Context and Problem Statement​

Before state 006, TraderX had no consistent, end-to-end observability baseline in generated runtime states. We needed a repeatable, local-first observability platform that works across all services and can be layered onto multiple state branches without changing functional behavior.

State 006-observability-lgtm-compose introduces this baseline on the canonical architecture path.
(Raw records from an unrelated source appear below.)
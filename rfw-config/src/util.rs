//! Small helpers shared by the loaders.

use crate::env::EnvSource;

/// Value of `key`, treating "set but empty" the same as unset.
///
/// Only the length is checked: a whitespace-only value is kept verbatim.
pub fn non_empty_var<E: EnvSource + ?Sized>(env: &E, key: &str) -> Option<String> {
    env.var(key).filter(|value| !value.is_empty())
}

/// Parse a boolean value from a raw string, accepting common env-style forms.
///
/// Accepted truthy values (case-insensitive): `"1"`, `"true"`, `"yes"`, `"on"`.
/// Accepted falsy values: `"0"`, `"false"`, `"no"`, `"off"`.
pub fn parse_bool(raw: &str) -> Option<bool> {
    match raw.trim().to_ascii_lowercase().as_str() {
        "1" | "true" | "yes" | "on" => Some(true),
        "0" | "false" | "no" | "off" => Some(false),
        _ => None,
    }
}

/// [`parse_bool`] applied to `key`; unset or unrecognised values give `None`.
pub fn parse_bool_var<E: EnvSource + ?Sized>(env: &E, key: &str) -> Option<bool> {
    env.var(key).and_then(|raw| parse_bool(&raw))
}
Descendant states (including 007, 008, and convergence states) inherit the same observability decision unless explicitly changed.

State scope: this ADR applies specifically to state 006 and descendants that inherit its observability model.

Decision Drivers​

  • Keep observability open-source and runnable locally in Docker Compose.
  • Provide logs, metrics, traces, and health probing in one baseline.
  • Keep functional flows unchanged while improving operational visibility.
  • Support pre-provisioned dashboards for immediate value to users.
  • Keep generated-state behavior deterministic and testable in CI.

Considered Options​

  • Minimal logging-only stack (for example Loki + Promtail + Grafana).
  • Metrics-only stack (Prometheus + Grafana).
  • Full LGTM + OpenTelemetry stack in Compose:
    • Grafana
    • Loki
    • Tempo
    • Prometheus
    • OpenTelemetry Collector
    • Promtail
    • Blackbox Exporter

Decision Outcome​

Chosen option: "Full LGTM + OpenTelemetry stack in Compose", because it provides complete, local-first observability coverage while preserving state behavior and allowing consistent instrumentation across future branches.

Consequences​

  • Good, because users get operational visibility without extra infrastructure.
  • Good, because the same observability baseline can be reused across state branches.
  • Good, because dashboards, probes, and scrape targets can be tested and versioned in specs.
  • Bad, because runtime complexity and startup time increase versus app-only states.
  • Bad, because dashboard/provisioning drift must be managed carefully in generated artifacts.

Confirmation​

Decision compliance is confirmed when:

  • state 006 runtime includes Grafana, Loki, Tempo, Prometheus, OTel Collector, Promtail, and Blackbox Exporter,
  • observability endpoints are healthy in smoke checks (/api/health, /-/ready, /ready, collector health),
  • provisioned dashboards are available by default, including TraderX service/runtime views,
  • descendant states that keep this stack continue to expose healthy observability endpoints.

Pros and Cons of the Options​

Minimal logging-only stack​

  • Good, because setup is smaller and faster.
  • Bad, because metrics and traces are missing.
  • Bad, because non-functional comparisons across states are weaker.

Metrics-only stack​

  • Good, because it covers service health and basic SLO signals.
  • Bad, because root-cause analysis is limited without centralized logs/traces.
  • Bad, because operational demonstrations are incomplete.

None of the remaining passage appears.